FIRB2006_MUR “MID2R”

Study, planning, development and experimentation on direct injection motorization for low consumption and low environmental impact two-wheels vehicles, fuelled with liquid phase gasoline and with alternative fuel

• Scientific Responsible: Merola S.S.
• Participants: Tornatore C., Sementa P., Vaglieco B.M.

Area/Topic: ENERGY/TRANSPORTATION

Period: 2008-2011

Application of basic methodologies for the development of low fuel consumption and low environmental impact direct injection engines for 2-wheels vehicles fueled by gasoline and alternative fuel in gas phase.

The main objective of the project was the study of the thermo- fluid-dynamic processes that take place when liquid and/or gaseous fuel is directly injected at high-pressure into the combustion chamber. In the first phase of the research activity, an optically accessible engine with head and injection system provided by the industrial partners of the project was developed. The second phase of the project was focused on the characterization of the injection processes, mixture formation, ignition and combustion in the engine cylinder. The measurements were carried out in full load and partial load conditions.

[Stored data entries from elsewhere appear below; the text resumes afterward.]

//! Health check infrastructure for the gateway
//!
//! Tracks per-component health and gates readiness on startup: the tool
//! surface reports ready only once the application roster has loaded.

use serde::{Deserialize, Serialize};
use std::collections::HashMap;
use std::sync::Arc;
use tokio::sync::RwLock;

/// Health status of a component
#[derive(Debug, Clone, Copy, PartialEq, Eq, Serialize, Deserialize)]
#[serde(rename_all = "lowercase")]
pub enum ComponentStatus {
    Healthy,
    /// Experiencing issues but still answering
    Degraded,
    Unhealthy,
}

/// Information about a component's health
#[derive(Debug, Clone, Serialize, Deserialize)]
pub struct ComponentHealth {
    pub status: ComponentStatus,
    #[serde(skip_serializing_if = "Option::is_none")]
    pub message: Option<String>,
    pub last_check_timestamp: i64,
}

impl ComponentHealth {
    pub fn healthy() -> Self {
        Self {
            status: ComponentStatus::Healthy,
            message: None,
            last_check_timestamp: chrono::Utc::now().timestamp(),
        }
    }

    pub fn degraded(message: impl Into<String>) -> Self {
        Self {
            status: ComponentStatus::Degraded,
            message: Some(message.into()),
            last_check_timestamp: chrono::Utc::now().timestamp(),
        }
    }

    pub fn unhealthy(message: impl Into<String>) -> Self {
        Self {
            status: ComponentStatus::Unhealthy,
            message: Some(message.into()),
            last_check_timestamp: chrono::Utc::now().timestamp(),
        }
    }
}

/// Overall health response
#[derive(Debug, Clone, Serialize, Deserialize)]
pub struct HealthResponse {
    pub status: ComponentStatus,
    pub components: HashMap<String, ComponentHealth>,
}

impl HealthResponse {
    /// Compute overall status from component statuses
    pub fn compute_status(components: &HashMap<String, ComponentHealth>) -> ComponentStatus {
        let mut has_degraded = false;

        for health in components.values() {
            match health.status {
                ComponentStatus::Unhealthy => return ComponentStatus::Unhealthy,
                ComponentStatus::Degraded => has_degraded = true,
                ComponentStatus::Healthy => {}
            }
        }

        if has_degraded {
            ComponentStatus::Degraded
        } else {
            ComponentStatus::Healthy
        }
    }
}

/// Readiness response
#[derive(Debug, Clone, Serialize, Deserialize)]
pub struct ReadinessResponse {
    pub ready: bool,
    #[serde(skip_serializing_if = "Option::is_none")]
    pub reason: Option<String>,
}

/// Component names for health tracking
pub mod components {
    pub const ROSTER: &str = "roster";
    pub const REST_API: &str = "rest_api";
    pub const INSIGHTS_API: &str = "insights_api";
    pub const GRAPHQL_API: &str = "graphql_api";
    pub const RESOLVER: &str = "resolver";
}

/// Health registry for tracking component health
#[derive(Debug, Clone)]
pub struct HealthRegistry {
    components: Arc<RwLock<HashMap<String, ComponentHealth>>>,
    ready: Arc<RwLock<bool>>,
}

impl Default for HealthRegistry {
    fn default() -> Self {
        Self::new()
    }
}

impl HealthRegistry {
    pub fn new() -> Self {
        Self {
            components: Arc::new(RwLock::new(HashMap::new())),
            ready: Arc::new(RwLock::new(false)),
        }
    }

    /// Register a component with initial healthy status
    pub async fn register(&self, name: &str) {
        let mut components = self.components.write().await;
        components.insert(name.to_string(), ComponentHealth::healthy());
    }

    /// Update component health status
    pub async fn update(&self, name: &str, health: ComponentHealth) {
        let mut components = self.components.write().await;
        components.insert(name.to_string(), health);
    }

    /// Mark component as healthy
    pub async fn set_healthy(&self, name: &str) {
        self.update(name, ComponentHealth::healthy()).await;
    }

    /// Mark component as degraded
    pub async fn set_degraded(&self, name: &str, message: impl Into<String>) {
        self.update(name, ComponentHealth::degraded(message)).await;
    }

    /// Set readiness status
    pub async fn set_ready(&self, ready: bool) {
        let mut r = self.ready.write().await;
        *r = ready;
    }

    /// Get health response
    pub async fn health(&self) -> HealthResponse {
        let components = self.components.read().await.clone();
        let status = HealthResponse::compute_status(&components);
        HealthResponse { status, components }
    }

    /// Get readiness response
    pub async fn readiness(&self) -> ReadinessResponse {
        let ready = *self.ready.read().await;
        let health = self.health().await;

        if !ready {
            ReadinessResponse {
                ready: false,
                reason: Some("Gateway not yet initialized".to_string()),
            }
        } else if health.status == ComponentStatus::Unhealthy {
            ReadinessResponse {
                ready: false,
                reason: Some("Critical component unhealthy".to_string()),
            }
        } else {
            ReadinessResponse {
                ready: true,
                reason: None,
            }
        }
    }
}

The effects on the combustion process of a direct – high pressure – injection in the combustion chamber of liquid fuel and/or alternative gaseous fuel were evaluated. The use of a transparent engine with control of intake air temperature and pressure has assured reproducible operating conditions. This is important to release the experimental results from the variability of the initial and boundary conditions.

Specifically, different injection modes were analyzed to evaluate the effects of homogeneous and stratified charge distribution on the combustion process in terms of performance, consumption, pollutants formation and flame front propagation (normal and abnormal combustion). In particular, the application of visualization techniques based on diffusion and attenuation of UV-visible light has allowed an analysis of the morphology (macroscopic) of the spray, the distribution of liquid and vapor phase in the chamber, even in the presence of high atomization induced by high injection pressure.

Visualization techniques have been integrated with chemiluminescence measurements and natural UV-visible light emission spectroscopy. This allowed the analysis of the flame front with evaluation of the propagation velocity and flame size. Radical species characteristics of the combustion process were spatially detected for an assessment of the local A/F. The analysis of the combustion process carried out through advanced optical diagnostics has been completed by on-line measurements of engine parameters and with high temporal resolution measures of in-cylinder pressure. During the optical analysis of the pollutants formation processes, in particular carbonaceous particulate and nitrogen oxides, correlations have been realized between the investigated injection strategy and opacity and NOx values measured at the exhaust.

The optical measurements were carried out on different combustion cycles for a wide statistics, released from the problems of cycle to cycle variation. This characterization allowed building a database for the calibration of 1 and 3D – codes and model-based engine control.